What to work on ▸ In the records below, some lines contain the word "filename". Copy each of them.

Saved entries
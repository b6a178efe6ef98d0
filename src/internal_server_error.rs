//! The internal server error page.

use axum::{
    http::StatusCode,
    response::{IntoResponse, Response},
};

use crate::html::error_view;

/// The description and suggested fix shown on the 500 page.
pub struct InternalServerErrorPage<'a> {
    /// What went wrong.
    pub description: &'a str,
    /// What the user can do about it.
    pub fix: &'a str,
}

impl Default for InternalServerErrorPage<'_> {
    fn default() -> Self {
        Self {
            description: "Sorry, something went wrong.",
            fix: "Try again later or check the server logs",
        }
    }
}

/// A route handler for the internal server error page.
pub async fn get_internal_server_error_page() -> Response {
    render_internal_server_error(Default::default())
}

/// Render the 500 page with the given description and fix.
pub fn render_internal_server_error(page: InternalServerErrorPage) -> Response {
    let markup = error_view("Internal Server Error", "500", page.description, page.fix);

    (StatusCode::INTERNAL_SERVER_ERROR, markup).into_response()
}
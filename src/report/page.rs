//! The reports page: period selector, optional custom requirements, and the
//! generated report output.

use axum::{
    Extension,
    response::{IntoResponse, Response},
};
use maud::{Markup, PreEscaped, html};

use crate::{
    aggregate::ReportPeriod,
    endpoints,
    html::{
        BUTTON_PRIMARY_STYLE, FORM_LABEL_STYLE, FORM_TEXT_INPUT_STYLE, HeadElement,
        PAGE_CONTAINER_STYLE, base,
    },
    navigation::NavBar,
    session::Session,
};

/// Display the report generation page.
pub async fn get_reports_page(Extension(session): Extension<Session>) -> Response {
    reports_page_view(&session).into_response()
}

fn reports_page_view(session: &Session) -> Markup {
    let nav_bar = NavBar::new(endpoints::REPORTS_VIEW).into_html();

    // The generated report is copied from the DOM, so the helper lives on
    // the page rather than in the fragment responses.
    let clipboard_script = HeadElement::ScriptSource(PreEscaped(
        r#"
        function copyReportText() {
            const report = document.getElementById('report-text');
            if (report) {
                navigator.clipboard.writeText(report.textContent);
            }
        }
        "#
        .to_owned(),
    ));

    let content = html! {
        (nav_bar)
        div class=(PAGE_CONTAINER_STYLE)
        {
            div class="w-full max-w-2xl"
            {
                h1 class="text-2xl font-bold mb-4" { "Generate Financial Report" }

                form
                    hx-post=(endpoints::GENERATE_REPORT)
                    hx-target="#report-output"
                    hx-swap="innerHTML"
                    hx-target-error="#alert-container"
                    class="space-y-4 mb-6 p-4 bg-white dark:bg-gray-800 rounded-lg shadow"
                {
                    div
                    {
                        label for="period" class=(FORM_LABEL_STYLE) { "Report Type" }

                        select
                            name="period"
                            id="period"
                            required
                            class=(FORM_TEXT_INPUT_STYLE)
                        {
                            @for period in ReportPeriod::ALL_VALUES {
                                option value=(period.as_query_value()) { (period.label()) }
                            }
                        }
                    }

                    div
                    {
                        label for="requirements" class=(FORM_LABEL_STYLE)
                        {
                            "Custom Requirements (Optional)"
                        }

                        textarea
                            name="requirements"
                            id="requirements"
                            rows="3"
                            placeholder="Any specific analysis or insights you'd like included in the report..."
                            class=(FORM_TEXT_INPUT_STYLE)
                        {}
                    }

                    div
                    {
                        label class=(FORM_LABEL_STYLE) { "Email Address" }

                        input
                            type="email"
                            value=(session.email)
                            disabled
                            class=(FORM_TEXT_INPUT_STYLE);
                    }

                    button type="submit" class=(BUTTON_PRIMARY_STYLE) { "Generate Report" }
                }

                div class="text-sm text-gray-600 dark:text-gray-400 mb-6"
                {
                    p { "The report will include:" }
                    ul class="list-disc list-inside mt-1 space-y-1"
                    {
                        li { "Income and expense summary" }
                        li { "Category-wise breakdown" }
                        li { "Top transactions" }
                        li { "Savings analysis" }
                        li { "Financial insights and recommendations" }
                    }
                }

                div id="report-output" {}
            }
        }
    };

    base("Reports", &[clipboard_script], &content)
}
==
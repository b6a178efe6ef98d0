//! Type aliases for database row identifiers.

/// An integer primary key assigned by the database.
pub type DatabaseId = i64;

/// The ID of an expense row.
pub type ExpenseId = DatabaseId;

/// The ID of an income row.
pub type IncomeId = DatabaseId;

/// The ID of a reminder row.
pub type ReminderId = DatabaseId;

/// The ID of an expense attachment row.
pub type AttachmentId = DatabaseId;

Solved problem ▸
filename src/internal_server_error.rs
filename src/report/page.rs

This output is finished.